Survivors desperately search damaged carriages for relatives after 14 coaches rolled off track near Kanpur
Rescue officials assess the damage to one of the 14 carriages that derailed on
the Indore-Patna express route. Photograph: Prabhat/Pacific/ Barcroft Images
More than 100 people have been killed after 14 coaches of a passenger train rolled off the track in northern India on Sunday, according to police.
About 150 more were injured in the derailment, which occurred at around 3am near Purwa, a village near the industrial city of Kanpur, as the express train travelled between the north-eastern city of Patna and the central city of Indore.
Some coaches crumpled as they crashed into others, trapping hundreds of people inside. It is one of India’s worst rail disasters in years.
“The death toll has topped 100 now,” Daljit Singh Chawdhary, the additional police director general, said.
Amid scenes of desperation and anguish, survivors were looking for family members and some were also trying to enter the damaged carriages to rescue relatives and collect belongings.
“We are using every tactic to save lives but it’s very difficult to cut the metal carriages,” said senior railway official Pratap Rai at the accident site.
The derailment could become India’s worst rail tragedy since 2005, when a train was crushed by a rock and another plunged into a river. More than 100 people were killed in each incident.
The country’s creaking railway system is the world’s fourth largest, ferrying more than 20 million people each day, but it has a poor safety record, with thousands of people dying in accidents every year, including in frequent train derailments.
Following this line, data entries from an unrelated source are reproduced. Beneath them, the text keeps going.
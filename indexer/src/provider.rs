use std::num::NonZeroUsize;
use std::ops::Deref;
use std::sync::Arc;

use alloy::primitives::{Bytes, B256};
use alloy::providers::{Provider, ProviderBuilder, RootProvider};
use alloy::rpc::client::ClientBuilder;
use alloy::rpc::types::{BlockId, BlockTransactionsKind};
use alloy::transports::http::{reqwest::Url, ReqwestTransport};
use alloy::transports::Transport;
use anyhow::Context as _;
use tokio::sync::{Mutex, Semaphore, SemaphorePermit};

const CACHE_SIZE: usize = 1024;
const MAX_NUMBER_OF_PARALLEL_REQUESTS: usize = 32;

pub fn build_http_provider(rpc_url: Url) -> RootProvider<ReqwestTransport> {
    let client = ClientBuilder::default().http(rpc_url);
    ProviderBuilder::new().on_client(client)
}

/// Wrapper around alloy provider to cache block timestamps, since a block
/// usually carries several `TreeChanged` events.
pub struct CachedProvider<ProviderT, TransportT> {
    provider: Arc<ProviderT>,
    // `Alloy` provider is using `Reqwest` http client under the hood. It has an unbounded
    // connection pool. We need to limit the number of parallel connections by ourselves, so we
    // use semaphore to count the number of parallel RPC requests happening at any moment with
    // CachedProvider.
    semaphore: Arc<Semaphore>,
    timestamps: Arc<Mutex<lru::LruCache<u64, u64>>>,
    _phantom: std::marker::PhantomData<TransportT>,
}

pub struct ProviderGuard<'a, ProviderT> {
    provider: Arc<ProviderT>,
    _permit: SemaphorePermit<'a>,
}

impl<ProviderT> Deref for ProviderGuard<'_, ProviderT> {
    type Target = Arc<ProviderT>;

    fn deref(&self) -> &Self::Target {
        &self.provider
    }
}

impl<ProviderT, TransportT> CachedProvider<ProviderT, TransportT>
where
    ProviderT: Provider<TransportT>,
    TransportT: Transport + Clone,
{
    pub fn new(provider: ProviderT) -> Self {
        Self {
            provider: provider.into(),
            semaphore: Arc::new(Semaphore::new(MAX_NUMBER_OF_PARALLEL_REQUESTS)),
            timestamps: Arc::new(Mutex::new(lru::LruCache::new(
                NonZeroUsize::new(CACHE_SIZE).expect("cache size is non-zero"),
            ))),
            _phantom: std::marker::PhantomData,
        }
    }

    pub async fn get_provider(&self) -> Result<ProviderGuard<ProviderT>, anyhow::Error> {
        Ok(ProviderGuard {
            provider: self.provider.clone(),
            _permit: self.semaphore.acquire().await?,
        })
    }

    /// Retrieves the timestamp of block `number`, caching it if it's not
    /// already cached.
    pub async fn block_timestamp(&self, number: u64) -> anyhow::Result<u64> {
        if let Some(timestamp) = self.timestamps.lock().await.get(&number).copied() {
            return Ok(timestamp);
        }

        let block = self
            .get_provider()
            .await?
            .get_block(BlockId::number(number), BlockTransactionsKind::Hashes)
            .await?
            .with_context(|| format!("block {number} does not exist"))?;

        self.timestamps
            .lock()
            .await
            .put(number, block.header.timestamp);
        Ok(block.header.timestamp)
    }

    /// Retrieves the calldata of transaction `hash`.
    pub async fn transaction_input(&self, hash: B256) -> anyhow::Result<Bytes> {
        let transaction = self
            .get_provider()
            .await?
            .get_transaction_by_hash(hash)
            .await?
            .with_context(|| format!("transaction {hash} does not exist"))?;
        Ok(transaction.input)
    }
}
//! Word-level access to ABI-encoded calldata.
//!
//! Every read is bounds checked, and offsets and lengths read out of the
//! calldata are checked before they are used, so hostile input produces a
//! [`MalformedCalldata`] rather than a panic or a huge allocation.

use ethereum_types::U256;
use tree_indexer_common::{SELECTOR_BYTES, WORD_BYTES};

use crate::{HexString, MalformedCalldata};

/// Calldata with its selector stripped.
#[derive(Debug, Clone, PartialEq, Eq)]
pub struct Calldata {
    body: Vec<u8>,
}

impl Calldata {
    /// Decode `input`, and strip `selector` from the front of it.
    pub fn parse(
        input: &HexString,
        selector: [u8; SELECTOR_BYTES],
    ) -> Result<Self, MalformedCalldata> {
        let bytes = input.to_bytes()?;
        let Some(body) = bytes.strip_prefix(&selector[..]) else {
            return Err(MalformedCalldata::UnexpectedSelector {
                expected: selector,
                found: bytes.iter().copied().take(SELECTOR_BYTES).collect(),
            });
        };
        if body.len() % WORD_BYTES != 0 {
            return Err(MalformedCalldata::Unaligned { len: body.len() });
        }
        Ok(Self {
            body: body.to_vec(),
        })
    }

    pub fn len(&self) -> usize {
        self.body.len()
    }

    /// `len` bytes starting at byte `offset`.
    pub fn slice(&self, offset: usize, len: usize) -> Result<&[u8], MalformedCalldata> {
        offset
            .checked_add(len)
            .and_then(|end| self.body.get(offset..end))
            .ok_or(MalformedCalldata::OutOfBounds {
                offset,
                len,
                available: self.len(),
            })
    }

    /// The big-endian word starting at byte `offset`.
    ///
    /// `offset` need not be word aligned.
    pub fn word_at(&self, offset: usize) -> Result<U256, MalformedCalldata> {
        self.slice(offset, WORD_BYTES).map(U256::from_big_endian)
    }

    /// The word at byte `offset`, as an offset or a length.
    pub fn usize_at(&self, offset: usize) -> Result<usize, MalformedCalldata> {
        let word = self.word_at(offset)?;
        if word.bits() > usize::BITS as usize {
            return Err(MalformedCalldata::Overflow(word));
        }
        Ok(word.low_u64() as usize)
    }

    /// Follow the offset held in head slot `slot`.
    pub fn offset(&self, slot: usize) -> Result<usize, MalformedCalldata> {
        self.usize_at(slot * WORD_BYTES)
    }

    /// `count` consecutive words starting at byte `offset`.
    ///
    /// The whole run is bounds checked up front.
    pub fn words_from(
        &self,
        offset: usize,
        count: usize,
    ) -> Result<impl Iterator<Item = U256> + '_, MalformedCalldata> {
        let len = count
            .checked_mul(WORD_BYTES)
            .ok_or(MalformedCalldata::OutOfBounds {
                offset,
                len: usize::MAX,
                available: self.len(),
            })?;
        Ok(self
            .slice(offset, len)?
            .chunks_exact(WORD_BYTES)
            .map(U256::from_big_endian))
    }

    /// The dynamic `bytes` whose length word is at byte `offset`.
    ///
    /// The content is followed by zero padding up to a word boundary, which
    /// must also be present.
    pub fn bytes_at(&self, offset: usize) -> Result<&[u8], MalformedCalldata> {
        let len = self.usize_at(offset)?;
        let start = offset.saturating_add(WORD_BYTES);
        let padded = len
            .checked_next_multiple_of(WORD_BYTES)
            .ok_or(MalformedCalldata::OutOfBounds {
                offset: start,
                len,
                available: self.len(),
            })?;
        let content = self.slice(start, padded)?;
        Ok(&content[..len])
    }
}

#[cfg(test)]
fn word(value: u64) -> [u8; WORD_BYTES] {
    let mut out = [0; WORD_BYTES];
    U256::from(value).to_big_endian(&mut out);
    out
}

#[cfg(test)]
#[track_caller]
fn calldata(words: &[[u8; WORD_BYTES]]) -> Calldata {
    let selector = [0xde, 0xad, 0xbe, 0xef];
    let input = HexString::new(format!("{}{}", hex::encode(selector), hex::encode(words.concat())));
    Calldata::parse(&input, selector).unwrap()
}

#[test]
fn parse_strips_selector() {
    let it = calldata(&[word(1), word(2)]);
    assert_eq!(it.len(), 64);
    assert_eq!(it.word_at(0), Ok(U256::from(1)));
    assert_eq!(it.word_at(32), Ok(U256::from(2)));
}

#[test]
fn parse_rejects_unaligned_body() {
    let input = HexString::new(format!("deadbeef{}", "00".repeat(33)));
    assert_eq!(
        Calldata::parse(&input, [0xde, 0xad, 0xbe, 0xef]),
        Err(MalformedCalldata::Unaligned { len: 33 })
    );
}

#[test]
fn parse_rejects_odd_digits() {
    let input = HexString::new("deadbeef0");
    assert!(matches!(
        Calldata::parse(&input, [0xde, 0xad, 0xbe, 0xef]),
        Err(MalformedCalldata::InvalidHex(_))
    ));
}

#[test]
fn parse_reports_found_selector() {
    let input = HexString::new("0xcafe");
    assert_eq!(
        Calldata::parse(&input, [0xde, 0xad, 0xbe, 0xef]),
        Err(MalformedCalldata::UnexpectedSelector {
            expected: [0xde, 0xad, 0xbe, 0xef],
            found: vec![0xca, 0xfe],
        })
    );
}

#[test]
fn unaligned_word_read() {
    let mut high = [0; WORD_BYTES];
    high[0] = 0x01;
    let it = calldata(&[word(0), high]);
    assert_eq!(it.word_at(1), Ok(U256::from(1)));
    assert_eq!(
        it.word_at(33),
        Err(MalformedCalldata::OutOfBounds {
            offset: 33,
            len: 32,
            available: 64
        })
    );
}

#[test]
fn oversized_offset_overflows() {
    let it = calldata(&[[0xff; WORD_BYTES]]);
    assert_eq!(
        it.usize_at(0),
        Err(MalformedCalldata::Overflow(U256::MAX))
    );
}

#[test]
fn huge_count_does_not_allocate() {
    let it = calldata(&[word(0)]);
    assert!(matches!(
        it.words_from(0, usize::MAX / 2),
        Err(MalformedCalldata::OutOfBounds { .. })
    ));
}

#[test]
fn bytes_require_padding() {
    let mut content = [0; WORD_BYTES];
    content[..3].copy_from_slice(&[1, 2, 3]);
    let it = calldata(&[word(3), content]);
    assert_eq!(it.bytes_at(0), Ok(&[1u8, 2, 3][..]));

    let truncated = calldata(&[word(33), content]);
    assert!(matches!(
        truncated.bytes_at(0),
        Err(MalformedCalldata::OutOfBounds { .. })
    ));
}

#[test]
fn empty_bytes() {
    let it = calldata(&[word(0)]);
    assert_eq!(it.bytes_at(0), Ok(&[][..]));
}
Suresh Prabhu, India’s railways minister, said the government would immediately investigate the causes of the derailment and promised accountability with the “strictest possible action” and compensation for the affected passengers.
Authorities were checking if the air brakes that would have prevented the disaster had failed, but added they would need to look further before concluding the cause of the accident.
The crowded train, operated by the Indian government, derailed in the early hours of Sunday when more than 500 passengers were sleeping, survivors said.
TV footage showed badly mangled blue carriages, and crowds of people and police on top of the wreckage searching for survivors. One carriage was almost lying on its side, and appeared to have been completely torn apart.
Rescue officials with yellow helmets were working their way through the crowds, carrying victims from the wreckage as teams struggled to remove the derailed wagons from the tracks, a main transport artery in northern India.
“Suddenly I could feel that the carriage was overturning. I immediately held the metal rod near the bathroom door,” said Faizal Khan who was travelling with his wife and two children, all of whom survived the accident.
Another survivor, Rajdeep Tanwar said. “I can see bodies lying near the tracks, everyone is in a state of shock. There is no water or food for us.”
The prime minister, Narendra Modi, has promised to modernise India’s railways and build high-speed engines befitting Asia’s third-largest economy.
Modi offered his condolences on Sunday:
Narendra Modi ✔ @narendramodi
Anguished beyond words on the loss of lives due to the derailing of the Patna-Indore express. My thoughts are with the bereaved families. Prayers with those injured in the tragic train accident. I've spoken to @sureshpprabhu, who is personally monitoring the situation closely.
Suresh Prabhu ✔ @sureshpprabhu
Rail Accident relief ,all rescue and relief staff are working on the accident spot. Injured rushed to hospitals, instructed best medical help.
By some estimates, the railways need 20tn rupees ($293bn) of investment by 2020, and India is turning to partnerships with private companies and seeking loans from other countries to modernise its network. Last year, Japan agreed to provide $12bn of loans to build India’s first high-speed train.
Train accidents are common in India, with most occurring due to human error or ageing equipment. In 2012 a government report said almost 15,000 people were killed every year on India’s railways, describing the deaths as an annual “massacre”.
Modi’s government has pledged to invest $137bn over five years to modernise the railways, making them safer, faster and more efficient.